Human Rights Watch a également identifié un véhicule avec une tourelle de toit montée avec une mitrailleuse lourde. L’organisation de défense des droits de l’homme a également constaté que les cimetières à proximité des camps de migrants se multiplient, tout comme l’infrastructure de sécurité aux frontières.
Des vidéos et des photos de migrants blessés ou morts ont été visionnées par des membres du Groupe indépendant d’experts médico-légaux du Conseil international de réhabilitation pour les victimes de la torture. Ils ont conclu que certaines blessures pouvaient en effet être causées par des engins explosifs tandis que d’autres avaient « des caractéristiques compatibles avec des blessures par balle ».
Jamais rencontré un tel meurtre de migrants à grande échelle auparavant
« C’était une enquête choquante », note Hardman. En tant que chercheuse, elle n’a jamais été confrontée à un meurtre aussi massif et systématique de migrants.
Human Rights Watch documente les meurtres de migrants à la frontière avec le Yémen et l’Arabie saoudite depuis 2014, mais les chiffres semblent maintenant augmenter. La méthode de travail semble également plus structurée. Hardman pense que les tueries continuent, mais Human Rights Watch voulait publier les conclusions maintenant.

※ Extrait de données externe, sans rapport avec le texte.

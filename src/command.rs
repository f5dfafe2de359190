//! Builds the command line for the sensing binaries

use std::{
    fmt,
    path::{Path, PathBuf},
    process::Command,
};

use crate::radio::{RadioConfig, Tuning};

/// Binary for the fixed frequency (correlation) detector
pub const NONSWEEP_BINARY: &str = "usrpse_nonesweep";
/// Binary for the band sweeping detectors
pub const SWEEP_BINARY: &str = "usrpse_sweeping";

/// A fully resolved call of one of the sensing binaries
#[derive(Clone, Debug, PartialEq)]
pub struct Invocation {
    pub program: PathBuf,
    /// Ordered `(flag, value)` pairs, flags without the leading dashes
    pub args: Vec<(&'static str, String)>,
}

impl Invocation {
    /// Never fails, the config has already been validated by derivation
    pub fn build(config: &RadioConfig, device_addr: &str, bin_dir: &Path) -> Self {
        let mut args = Vec::with_capacity(13);
        let binary = match config.tuning {
            Tuning::Fixed {
                center_freq_hz,
                sample_rate_hz,
                ..
            } => {
                args.push(("freq", center_freq_hz.to_string()));
                args.push(("rate", sample_rate_hz.to_string()));
                NONSWEEP_BINARY
            }
            Tuning::Sweep { .. } => SWEEP_BINARY,
        };
        args.push(("gain", config.gain_db.to_string()));
        args.push(("spb", config.samples_per_buffer.to_string()));
        args.push(("fftsize", config.fft_size.to_string()));
        args.push(("numofchannel", config.num_channels.to_string()));
        args.push(("firstchannel", config.first_channel_freq_hz.to_string()));
        args.push(("channelwidth", config.channel_width_hz.to_string()));
        args.push(("channeloffset", config.channel_offset_hz.to_string()));
        args.push(("args", format!("addr={device_addr}")));
        match config.tuning {
            Tuning::Fixed { threshold_db, .. } => {
                args.push(("mode", config.mode.code().to_string()));
                args.push(("threshold", threshold_db.to_string()));
            }
            Tuning::Sweep {
                sweep_start_freq_hz,
                blocks_per_sweep,
            } => {
                args.push(("bps", blocks_per_sweep.to_string()));
                args.push(("freqbegin", sweep_start_freq_hz.to_string()));
                args.push(("mode", config.mode.code().to_string()));
            }
        }
        Self {
            program: bin_dir.join(binary),
            args,
        }
    }

    /// Flattened argument vector, `--flag value ...`
    pub fn argv(&self) -> Vec<String> {
        self.args
            .iter()
            .flat_map(|(flag, value)| [format!("--{flag}"), value.clone()])
            .collect()
    }

    pub fn command(&self) -> Command {
        let mut cmd = Command::new(&self.program);
        cmd.args(self.argv());
        cmd
    }
}

impl fmt::Display for Invocation {
    fn fmt(&self, f: &mut fmt::Formatter<'_>) -> fmt::Result {
        write!(f, "{}", self.program.display())?;
        for arg in self.argv() {
            write!(f, " {arg}")?;
        }
        Ok(())
    }
}

#[cfg(test)]
mod tests {
    use std::collections::HashMap;

    use super::*;
    use crate::radio::{DetectorMode, RadioOptions, Standard};

    /// Recover a config from the flags, the way the sensing binary sees them
    fn reparse(inv: &Invocation) -> RadioConfig {
        let argv = inv.argv();
        let flags: HashMap<&str, &str> = argv
            .chunks_exact(2)
            .map(|kv| (kv[0].trim_start_matches("--"), kv[1].as_str()))
            .collect();
        let num = |k: &str| flags[k].parse::<u64>().unwrap();
        let standard = match num("channelwidth") {
            20_000_000 => Standard::WlanG,
            4_000_000 => Standard::Zigbee,
            2_000_000 => Standard::Bluetooth,
            w => panic!("unknown channel width {w}"),
        };
        let mode = DetectorMode::from_code(flags["mode"].parse().unwrap()).unwrap();
        let tuning = if flags.contains_key("freq") {
            Tuning::Fixed {
                center_freq_hz: num("freq"),
                sample_rate_hz: num("rate"),
                threshold_db: flags["threshold"].parse().unwrap(),
            }
        } else {
            Tuning::Sweep {
                sweep_start_freq_hz: num("freqbegin"),
                blocks_per_sweep: num("bps") as u32,
            }
        };
        RadioConfig {
            standard,
            mode,
            gain_db: flags["gain"].parse().unwrap(),
            fft_size: num("fftsize") as u32,
            samples_per_buffer: num("spb"),
            channel_width_hz: num("channelwidth"),
            channel_offset_hz: num("channeloffset"),
            num_channels: num("numofchannel") as u32,
            first_channel_freq_hz: num("firstchannel"),
            tuning,
        }
    }

    #[test]
    fn test_round_trip() {
        for std in Standard::ALL {
            for mode in DetectorMode::ALL {
                let opts = RadioOptions {
                    gain_db: 12.5,
                    fft_size: 1024,
                    threshold_db: -71.5,
                    first_channel: Some(*std.first_channel_range().end()),
                    ..Default::default()
                };
                let cfg = RadioConfig::derive(std, mode, &opts).unwrap();
                let inv = Invocation::build(&cfg, "192.168.60.2", Path::new("."));
                assert_eq!(cfg, reparse(&inv), "{std} {mode}");
            }
        }
    }

    #[test]
    fn test_correlation_command() {
        let opts = RadioOptions {
            first_channel: Some(1),
            ..Default::default()
        };
        let cfg = RadioConfig::derive(Standard::WlanG, DetectorMode::Correlation, &opts).unwrap();
        let inv = Invocation::build(&cfg, "192.168.60.2", Path::new("/opt/usrpse"));
        assert_eq!(PathBuf::from("/opt/usrpse/usrpse_nonesweep"), inv.program);
        assert_eq!(
            "/opt/usrpse/usrpse_nonesweep --freq 2412000000 --rate 25000000 --gain 30 \
             --spb 16777216 --fftsize 512 --numofchannel 1 --firstchannel 2412000000 \
             --channelwidth 20000000 --channeloffset 5000000 --args addr=192.168.60.2 \
             --mode 0 --threshold -80",
            inv.to_string()
        );
    }

    #[test]
    fn test_sweep_command() {
        let cfg = RadioConfig::derive(
            Standard::Zigbee,
            DetectorMode::Average,
            &RadioOptions::default(),
        )
        .unwrap();
        let inv = Invocation::build(&cfg, "10.0.0.2", Path::new("."));
        assert_eq!(PathBuf::from("./usrpse_sweeping"), inv.program);
        let argv = inv.argv();
        assert_eq!(22, argv.len());
        assert_eq!(["--bps", "4"], argv[16..18]);
        assert_eq!(["--freqbegin", "2412000000"], argv[18..20]);
        assert_eq!(["--mode", "1"], argv[20..22]);
        assert!(!argv.iter().any(|a| a == "--threshold"));
    }
}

Selon Hardman, Human Rights Watch a demandé à l’Arabie saoudite si ces actions faisaient partie de la politique gouvernementale. Si c’est le cas, alors ces meurtres seraient un crime contre l’humanité. « Nous n’avons pas reçu de réponse. »
L’organisation de défense des droits de l’homme appelle les autres pays à tenir l’Arabie saoudite responsable du comportement du garde-frontière et à imposer des sanctions au pays, par exemple en ne se rendant pas aux événements sportifs. À cet égard, l’Arabie saoudite est désormais engagée dans une offensive de charme.
En outre, Human Rights Watch demande une enquête indépendante des Nations Unies pour déterminer si les meurtres constituent des crimes contre l’humanité.
« Les gardes-frontières saoudiens savaient ou auraient dû savoir qu’ils tiraient sur des civils non armés », a souligné Hardman. « Si la justice n’est pas rendue pour des crimes apparemment graves contre des migrants et des demandeurs d’asile éthiopiens, cela ne fera que conduire à davantage de meurtres et d’agressions.